Manajemen kemudian diartikan sebagai suatu rentetan
langkah yang terpadu untuk mengembangkan suatu organisasi sebagai suatu system
yang bersifat sosio-ekonomi-teknis; dimana system adalah suatu kesatuan dinamis
yang terdiri dari bagian-bagian yang berhubungan secara organik; dinamis
berarti bergerak, berkembang ke arah suatu tujuan; sosio (social) berarti yang
bergerak di dalam dan yang menggerakkan sistem itu adalah manusia; ekonomi
berarti kegiatan dalam sistem bertujuan untuk memenuhi kebutuhan manusia; dan
teknis berarti dalam kegiatan dipakai harta, alat-alat dan cara-cara tertentu
(Kadarman, 1991).
Dengan demikian, manajemen merupakan kebutuhan yang
niscaya untuk memudahkan pencapaian tujuan manusia dalam organisasi, serta
mengelola berbagai sumberdaya organisasi, seperti sarana dan prasarana, waktu,
SDM, metode dan lainnya secara efektif, inovatif, kreatif, solutif, dan
efisien.
2.
Pengertian
Mutu Pendidikan
Pengertian mutu
dapat dilihat dari dua sisi, yaitu segi normatif dan segi
deskriptif. Dalam arti normatif, mutu ditentukan berdasarkan
pertimbangan instrinsik dan ekstrinsik. Berdasarkan kriteria
intrinsik, mutu pendidikan merupakan produk pendidikan
yakni manusia yang terdidik sesuai standar ideal. Sedangkan berdasarkan kriteria
ekstrinsik, pendidikan merupakan instrumen untuk mendidik tenaga kerja yang
terlatih. Adapun dalam arti deksriptif, mutu ditentukan berdasarkan keadaan
senyatanya misalnya hasil tes prestasi belajar.
Dengan demikian,
mutu pendidikan adalah derajat keunggulan dalam
pengelolaan pendidikan secara efektif dan efisien untuk melahirkan keunggulan
akademis dan ekstra kurikuler pada peserta didik yang dinyatakan lulus untuk
satu jenjang pendidikan atau menyelesaikan pembelajaran tertentu.

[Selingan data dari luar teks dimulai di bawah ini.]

impl StateStore {
    /// Connect to the catalog database, creating it and its tables when
    /// missing.
    pub async fn connect(addr: &Addr) -> Result<StateStore> {
        let db = addr.db.clone().unwrap_or_else(|| "rowtap".to_string());

        let mut bootstrap = Addr { db: None, ..addr.clone() };
        let mut conn = crate::connect(&bootstrap).await?;
        conn.query_drop(format!("CREATE DATABASE IF NOT EXISTS `{db}`")).await?;
        conn.disconnect().await?;

        bootstrap.db = Some(db.clone());
        let pool = Pool::new(bootstrap.opts());
        let mut conn = pool.get_conn().await?;
        conn.query_drop(
            "CREATE TABLE IF NOT EXISTS state (
                id BIGINT NOT NULL AUTO_INCREMENT PRIMARY KEY,
                service VARCHAR(128) NOT NULL,
                cluster VARCHAR(128) NOT NULL,
                `db` VARCHAR(128) NOT NULL,
                tableName VARCHAR(128) NOT NULL,
                input VARCHAR(32) NOT NULL DEFAULT 'mysql',
                output VARCHAR(32) NOT NULL,
                outputFormat VARCHAR(32) NOT NULL,
                version BIGINT NOT NULL DEFAULT 0,
                rawSchema LONGTEXT,
                gtid TEXT,
                needBootstrap BOOLEAN NOT NULL DEFAULT TRUE,
                seqNo BIGINT UNSIGNED NOT NULL DEFAULT 0,
                errored BOOLEAN NOT NULL DEFAULT FALSE,
                UNIQUE KEY state_loc (service, cluster, `db`, tableName, input, output)
            )",
        )
        .await?;
        conn.query_drop(
            "CREATE TABLE IF NOT EXISTS locks (
                name VARCHAR(191) NOT NULL PRIMARY KEY,
                owner VARCHAR(64) NOT NULL,
                expires DATETIME NOT NULL
            )",
        )
        .await?;
        conn.query_drop(
            "CREATE TABLE IF NOT EXISTS clusters (
                name VARCHAR(128) NOT NULL PRIMARY KEY,
                host VARCHAR(255) NOT NULL,
                port INT NOT NULL,
                user VARCHAR(64) NOT NULL,
                pw VARCHAR(128) NOT NULL,
                replicaHost VARCHAR(255),
                replicaPort INT
            )",
        )
        .await?;
        drop(conn);

        info!(db = db.as_str(), "state catalog ready");
        Ok(StateStore { pool })
    }

    pub fn pool(&self) -> &Pool {
        &self.pool
    }

    pub async fn get_all(&self) -> Result<Vec<StateRow>> {
        let mut conn = self.pool.get_conn().await?;
        let rows: Vec<Row> = conn
            .query(format!("SELECT {STATE_COLUMNS} FROM state ORDER BY id"))
            .await?;
        Ok(rows.into_iter().map(row_from).collect())
    }

    pub async fn get_for_cluster(&self, cluster: &str) -> Result<Vec<StateRow>> {
        let mut conn = self.pool.get_conn().await?;
        let rows: Vec<Row> = conn
            .exec(
                format!("SELECT {STATE_COLUMNS} FROM state WHERE cluster = ? ORDER BY id"),
                (cluster,),
            )
            .await?;
        Ok(rows.into_iter().map(row_from).collect())
    }

    pub async fn get_by_id(&self, id: i64) -> Result<StateRow> {
        let mut conn = self.pool.get_conn().await?;
        let row: Option<Row> = conn
            .exec_first(format!("SELECT {STATE_COLUMNS} FROM state WHERE id = ?"), (id,))
            .await?;
        row.map(row_from).ok_or(DbError::NoSuchTable(id))
    }

    /// Distinct source clusters with registered tables.
    pub async fn clusters(&self) -> Result<Vec<String>> {
        let mut conn = self.pool.get_conn().await?;
        Ok(conn
            .query("SELECT DISTINCT cluster FROM state WHERE errored = FALSE ORDER BY cluster")
            .await?)
    }

    pub async fn get_table_new_flag(
        &self,
        service: &str,
        cluster: &str,
        db: &str,
        table: &str,
        input: &str,
        output: &str,
        version: i64,
    ) -> Result<bool> {
        let mut conn = self.pool.get_conn().await?;
        let flag: Option<bool> = conn
            .exec_first(
                "SELECT needBootstrap FROM state WHERE service=? AND cluster=? AND `db`=? \
                 AND tableName=? AND input=? AND output=? AND version=?",
                (service, cluster, db, table, input, output, version),
            )
            .await?;
        Ok(flag.unwrap_or(false))
    }

    /// Irreversibly clears the bootstrap flag for one `(id, version)`.
    pub async fn clear_new_flag(&self, id: i64, version: i64) -> Result<()> {
        let mut conn = self.pool.get_conn().await?;
        conn.exec_drop(
            "UPDATE state SET needBootstrap = FALSE WHERE id = ? AND version = ?",
            (id, version),
        )
        .await?;
        Ok(())
    }

    /// Monotonic, idempotent seqno checkpoint.
    pub async fn update_seqno(&self, id: i64, seq_no: u64) -> Result<()> {
        let mut conn = self.pool.get_conn().await?;
        conn.exec_drop(
            "UPDATE state SET seqNo = GREATEST(seqNo, ?) WHERE id = ?",
            (seq_no, id),
        )
        .await?;
        Ok(())
    }

    /// Reader checkpoint: GTID set plus seqno in one write.
    pub async fn update_progress(&self, id: i64, gtid: &str, seq_no: u64) -> Result<()> {
        let mut conn = self.pool.get_conn().await?;
        conn.exec_drop(
            "UPDATE state SET gtid = ?, seqNo = GREATEST(seqNo, ?) WHERE id = ?",
            (gtid, seq_no, id),
        )
        .await?;
        Ok(())
    }

    /// The earliest saved GTID position across a cluster's tables; empty
    /// when no table has one yet.
    pub async fn get_gtid(&self, cluster: &str) -> Result<String> {
        let rows = self.get_for_cluster(cluster).await?;
        Ok(crate::gtid::earliest(rows.iter().map(|r| r.gtid.as_str()))
            .map(|set| set.to_string())
            .unwrap_or_default())
    }

    /// Save one GTID position for every table of a cluster.
    pub async fn save_gtid(&self, cluster: &str, gtid: &str) -> Result<()> {
        let mut conn = self.pool.get_conn().await?;
        conn.exec_drop("UPDATE state SET gtid = ? WHERE cluster = ?", (gtid, cluster)).await?;
        Ok(())
    }

    /// Publish the reader's start position for rows that have none yet.
    /// This is what releases streamers waiting on the table.
    pub async fn init_gtid(&self, id: i64, gtid: &str) -> Result<()> {
        let mut conn = self.pool.get_conn().await?;
        conn.exec_drop(
            "UPDATE state SET gtid = ? WHERE id = ? AND (gtid IS NULL OR gtid = '')",
            (gtid, id),
        )
        .await?;
        Ok(())
    }

    /// Backfill the stored schema for rows registered without one. Does
    /// not bump the version.
    pub async fn save_raw_schema_if_empty(&self, id: i64, raw_schema: &str) -> Result<()> {
        let mut conn = self.pool.get_conn().await?;
        conn.exec_drop(
            "UPDATE state SET rawSchema = ? WHERE id = ? \
             AND (rawSchema IS NULL OR rawSchema = '')",
            (raw_schema, id),
        )
        .await?;
        Ok(())
    }

    /// Bump the schema version atomically with the new raw schema.
    pub async fn bump_version(&self, id: i64, raw_schema: &str) -> Result<i64> {
        let mut conn = self.pool.get_conn().await?;
        conn.exec_drop(
            "UPDATE state SET version = version + 1, rawSchema = ? WHERE id = ?",
            (raw_schema, id),
        )
        .await?;
        let version: Option<i64> = conn
            .exec_first("SELECT version FROM state WHERE id = ?", (id,))
            .await?;
        version.ok_or(DbError::NoSuchTable(id))
    }

    /// Schema-resolution failures park the table without stopping others.
    pub async fn mark_errored(&self, id: i64) -> Result<()> {
        let mut conn = self.pool.get_conn().await?;
        conn.exec_drop("UPDATE state SET errored = TRUE WHERE id = ?", (id,)).await?;
        Ok(())
    }

    /// Register a table for ingestion. Returns `(id, created)`; an
    /// existing registration is returned as-is.
    #[allow(clippy::too_many_arguments)]
    pub async fn register_table(
        &self,
        service: &str,
        cluster: &str,
        db: &str,
        table: &str,
        input: &str,
        output: &str,
        output_format: &str,
        raw_schema: &str,
    ) -> Result<(i64, bool)> {
        let mut conn = self.pool.get_conn().await?;
        conn.exec_drop(
            "INSERT INTO state (service, cluster, `db`, tableName, input, output, \
             outputFormat, rawSchema) VALUES (?, ?, ?, ?, ?, ?, ?, ?) \
             ON DUPLICATE KEY UPDATE id = LAST_INSERT_ID(id)",
            (service, cluster, db, table, input, output, output_format, raw_schema),
        )
        .await?;
        let created = conn.affected_rows() == 1;
        let id = conn.last_insert_id().unwrap_or_default() as i64;
        if created {
            info!(service, cluster, db, table, output, id, "registered table");
        }
        Ok((id, created))
    }

    pub async fn deregister_table(&self, id: i64) -> Result<()> {
        let mut conn = self.pool.get_conn().await?;
        conn.exec_drop("DELETE FROM state WHERE id = ?", (id,)).await?;
        Ok(())
    }

    /// Register a source cluster's endpoints.
    pub async fn register_cluster(
        &self,
        name: &str,
        master: &Addr,
        replica: Option<&Addr>,
    ) -> Result<()> {
        let mut conn = self.pool.get_conn().await?;
        conn.exec_drop(
            "INSERT INTO clusters (name, host, port, user, pw, replicaHost, replicaPort) \
             VALUES (?, ?, ?, ?, ?, ?, ?) \
             ON DUPLICATE KEY UPDATE host=VALUES(host), port=VALUES(port), \
             user=VALUES(user), pw=VALUES(pw), replicaHost=VALUES(replicaHost), \
             replicaPort=VALUES(replicaPort)",
            (
                name,
                &master.host,
                master.port,
                &master.user,
                &master.password,
                replica.map(|r| r.host.clone()),
                replica.map(|r| r.port),
            ),
        )
        .await?;
        Ok(())
    }

    /// Resolve a cluster's endpoint. The replica falls back to the master
    /// when none is registered.
    pub async fn get_addr(&self, cluster: &str, endpoint: Endpoint) -> Result<Addr> {
        let mut conn = self.pool.get_conn().await?;
        let row: Option<Row> = conn
            .exec_first(
                "SELECT host, port, user, pw, replicaHost, replicaPort \
                 FROM clusters WHERE name = ?",
                (cluster,),
            )
            .await?;
        let mut row = row.ok_or_else(|| DbError::UnknownCluster(cluster.to_string()))?;
        let host: String = row.take("host").unwrap_or_default();
        let port: u16 = row.take("port").unwrap_or(3306);
        let user: String = row.take("user").unwrap_or_default();
        let password: String = row.take("pw").unwrap_or_default();
        let replica_host: Option<String> = row.take::<Option<String>, _>("replicaHost").flatten();
        let replica_port: Option<u16> = row.take::<Option<u16>, _>("replicaPort").flatten();

        let addr = match endpoint {
            Endpoint::Replica => Addr {
                host: replica_host.unwrap_or_else(|| host.clone()),
                port: replica_port.unwrap_or(port),
                user,
                password,
                db: None,
            },
            Endpoint::Master => Addr { host, port, user, password, db: None },
        };
        Ok(addr)
    }
}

- Komponen mutu pendidikan
Komponen yang terkait dengan mutu pendidikan
adalah pertama, kesiapan dan motivasi siswa. Kedua, kemampuan guru profesional
dan kerjasama dalam organisasi sekolah. Ketiga, kurikulum meliputi relevansi
isi dan operasional proses pembelajarannya. Keempat, sarana dan prasarana
meliputi kecukupan dan keefektifan dalam mendukung proses pembelajaran.

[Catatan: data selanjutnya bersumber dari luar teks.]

//! Image boundary: decode, pair up, encode.
//!
//! The engine works on flat pixel sets. This module turns [`RgbImage`]s into
//! [`PixelSet`]s (row-major) and back, and makes two images pairable when their
//! pixel counts differ.

use crate::{Error, PixelSet, Result};
use image::{imageops, RgbImage};
use std::path::Path;

/// What to do when target and source have different pixel counts.
#[derive(Debug, Clone, Copy, PartialEq, Eq, Default)]
pub enum Reconcile {
    /// Fail with [`Error::PixelCountMismatch`].
    #[default]
    Reject,
    /// Crop both images around their centers to the common width and height.
    CropCenter,
}

/// Decode any supported image file as 8-bit RGB.
pub fn load_rgb(path: impl AsRef<Path>) -> Result<RgbImage> {
    Ok(image::open(path)?.to_rgb8())
}

/// Encode `img`; the format follows the file extension.
pub fn save_rgb(img: &RgbImage, path: impl AsRef<Path>) -> Result<()> {
    img.save(path)?;
    Ok(())
}

/// Pixels of `img` in row-major order.
pub fn pixels_from_image(img: &RgbImage) -> PixelSet {
    let px: Vec<[u8; 3]> = img.pixels().map(|p| p.0).collect();
    PixelSet::from_rgb(&px)
}

/// Lay `pixels` out row by row as a `width × height` image.
///
/// # Errors
///
/// [`Error::LengthMismatch`] if `pixels.len() != width * height`.
pub fn image_from_pixels(pixels: &PixelSet, width: u32, height: u32) -> Result<RgbImage> {
    let expected = width as usize * height as usize;
    if pixels.len() != expected {
        return Err(Error::LengthMismatch(expected, pixels.len()));
    }
    let raw: Vec<u8> = pixels.to_rgb().into_iter().flatten().collect();
    // Length was checked above.
    RgbImage::from_raw(width, height, raw).ok_or(Error::LengthMismatch(expected, pixels.len()))
}

/// Make `target` and `source` pairable pixel for pixel.
///
/// Images with equal pixel counts pass through untouched, whatever their
/// shapes. Otherwise `policy` decides.
pub fn reconcile(target: RgbImage, source: RgbImage, policy: Reconcile) -> Result<(RgbImage, RgbImage)> {
    let (tw, th) = target.dimensions();
    let (sw, sh) = source.dimensions();
    if u64::from(tw) * u64::from(th) == u64::from(sw) * u64::from(sh) {
        return Ok((target, source));
    }

    match policy {
        Reconcile::Reject => Err(Error::PixelCountMismatch {
            target_dims: (tw, th),
            source_dims: (sw, sh),
        }),
        Reconcile::CropCenter => {
            let (w, h) = (tw.min(sw), th.min(sh));
            log::info!("cropping target {tw}x{th} and source {sw}x{sh} to {w}x{h}");
            Ok((crop_center(&target, w, h), crop_center(&source, w, h)))
        }
    }
}

fn crop_center(img: &RgbImage, width: u32, height: u32) -> RgbImage {
    let left = (img.width() - width) / 2;
    let top = (img.height() - height) / 2;
    imageops::crop_imm(img, left, top, width, height).to_image()
}

#[cfg(test)]
mod tests {
    use super::*;
    use image::Rgb;

    fn ramp(w: u32, h: u32) -> RgbImage {
        RgbImage::from_fn(w, h, |x, y| Rgb([x as u8, y as u8, (x + y) as u8]))
    }

    #[test]
    fn pixels_are_row_major() {
        let img = ramp(3, 2);
        let p = pixels_from_image(&img);
        assert_eq!(p.len(), 6);
        assert_eq!(p.pixel(1), [1.0, 0.0, 1.0]);
        assert_eq!(p.pixel(3), [0.0, 1.0, 1.0]);
    }

    #[test]
    fn image_round_trip() {
        let img = ramp(4, 3);
        let back = image_from_pixels(&pixels_from_image(&img), 4, 3).unwrap();
        assert_eq!(back, img);
    }

    #[test]
    fn image_from_pixels_checks_size() {
        let p = pixels_from_image(&ramp(2, 2));
        assert!(matches!(
            image_from_pixels(&p, 3, 2),
            Err(Error::LengthMismatch(6, 4))
        ));
    }

    #[test]
    fn equal_counts_pass_through() {
        let (t, s) = reconcile(ramp(2, 8), ramp(4, 4), Reconcile::Reject).unwrap();
        assert_eq!(t.dimensions(), (2, 8));
        assert_eq!(s.dimensions(), (4, 4));
    }

    #[test]
    fn reject_reports_both_shapes() {
        let err = reconcile(ramp(3, 3), ramp(4, 4), Reconcile::Reject).unwrap_err();
        match err {
            Error::PixelCountMismatch {
                target_dims,
                source_dims,
            } => {
                assert_eq!(target_dims, (3, 3));
                assert_eq!(source_dims, (4, 4));
            }
            other => panic!("unexpected error: {other}"),
        }
    }

    #[test]
    fn crop_center_takes_common_box() {
        let (t, s) = reconcile(ramp(6, 3), ramp(4, 5), Reconcile::CropCenter).unwrap();
        assert_eq!(t.dimensions(), (4, 3));
        assert_eq!(s.dimensions(), (4, 3));
        // 6 -> 4 drops one column on each side.
        assert_eq!(t.get_pixel(0, 0), &Rgb([1, 0, 1]));
        // 5 -> 3 drops one row on each side.
        assert_eq!(s.get_pixel(0, 0), &Rgb([0, 1, 1]));
    }

    #[test]
    fn save_and_load_png() {
        let dir = std::env::temp_dir().join(format!("sortxfer-raster-{}", std::process::id()));
        std::fs::create_dir_all(&dir).unwrap();
        let path = dir.join("ramp.png");

        let img = ramp(5, 4);
        save_rgb(&img, &path).unwrap();
        assert_eq!(load_rgb(&path).unwrap(), img);

        std::fs::remove_dir_all(&dir).unwrap();
    }

    #[test]
    fn load_missing_file_is_an_image_error() {
        let err = load_rgb("/definitely/not/here.png").unwrap_err();
        assert!(matches!(err, Error::Image(_)));
    }
}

Kelima, partisipasi masyarakat (orang tua, pengguna lulusan dan
perguruan tinggi) dalam pengembangan programprogram pendidikan
sekolah.
- Pendekatan mutu pendidikan
Pendekatan yang
perlu diperhatikan dalam peningkatan mutu pendidikan yaitu pertama,
perbaikan secara terus-menerus (continuous improvement). Konsep
ini mengandung pengertian bahwa pihak pengelola senantiasa
melakukan berbagai perbaikan dan peningkatan secara
terusmenerus untuk menjamin semua komponen penyelenggara
pendidikan telah mencapai standar mutu yang telah ditetapkan. Konsep ini
senantiasa memperbaharui proses pendidikan berdasarkan kebutuhan dan tuntutan
pelanggan. Jika tuntutan dan kebutuhan pelanggan berubah, maka pihak pengelola
institusi pendidikan dengan sendirinya akan merubah mutu, serta selalu memperbaharui
komponen produksi atau komponen-komponen yang ada dalam institusi
pendidikan.
Kedua, menentukan
standar mutu (quality assurance). Paham ini
digunakan untuk menetapkan standar-standar mutu dari
semua komponen yang bekerja dalam proses produksi atau transformasi lulusan
institusi pendidikan. Standar mutu pendidikan misalnya dapat berupa pemilikan
atau akuisisi kemampuan dasar pada masing-masing bidang pembelajaran, dan
sesuai jenjang pendidikan yang ditempuh.
Selain itu, pihak
manajemen juga harus menentukan standar mutu materi kurikulum
dan standar evaluasi yang akan dijadikan sebagai alat untuk mencapai standar
kemampuan dasar. Standar mutu proses pembelajaran harus
pula ditetapkan, dalam arti bahwa pihak manajemen perlu menetapkan standar mutu
proses pembelajaran yang diharapkan dapat berdaya guna untuk mengoptimalkan proses
produksi dan untuk melahirkan produk yang sesuai, yaitu yang menguasai
standar mutu pendidikan berupa penguasaan standar kemampuan dasar. Pembelajaran
yang dimaksud sekurang-kurangnya memenuhi karakteristik; menggunakan pendekatan
pembelajaran pelajar aktif (student active learning), pembelajaran
kooperatif dan kolaboratif, pembelajaran konstruktif, dan pembelajaran tuntas (master
learning).
Ketiga, perubahan
kultur (change of culture). Konsep ini bertujuan membentuk budaya
organisasi yang menghargai mutu dan menjadikan mutu sebagai orientasi semua
komponen organisasi. Jika manajemen ini ditetapkan di institusi pendidikan, maka
pihak pimpinan harus berusaha membangun kesadaran para anggotanya, mulai dari pemimpin,
staf, guru, siswa, dan berbagai unsur terkait, seperti pemimpin yayasan, orang
tua, dan para pengguna lulusan pendidikan akan pentingnya mempertahankan dan
meningkatkan mutu pembelajaran, baik mutu hasil maupun proses pembelajaran.
Keempat, perubahan
organisasi (upsidedown organization). Jika visi dan misi, serta tujuan
organisasi sudah berubah atau mengalami perkembangan, maka sangat dimungkinkan
terjadinya perubahan organisasi. Perubahan organisasi ini bukan berarti
perubahan wadah organisasi,melainkan sistem atau struktur organisasi yang
melambangkan hubungan-hubungan kerja struktur organisasi dan pengawasan dalam organisasi.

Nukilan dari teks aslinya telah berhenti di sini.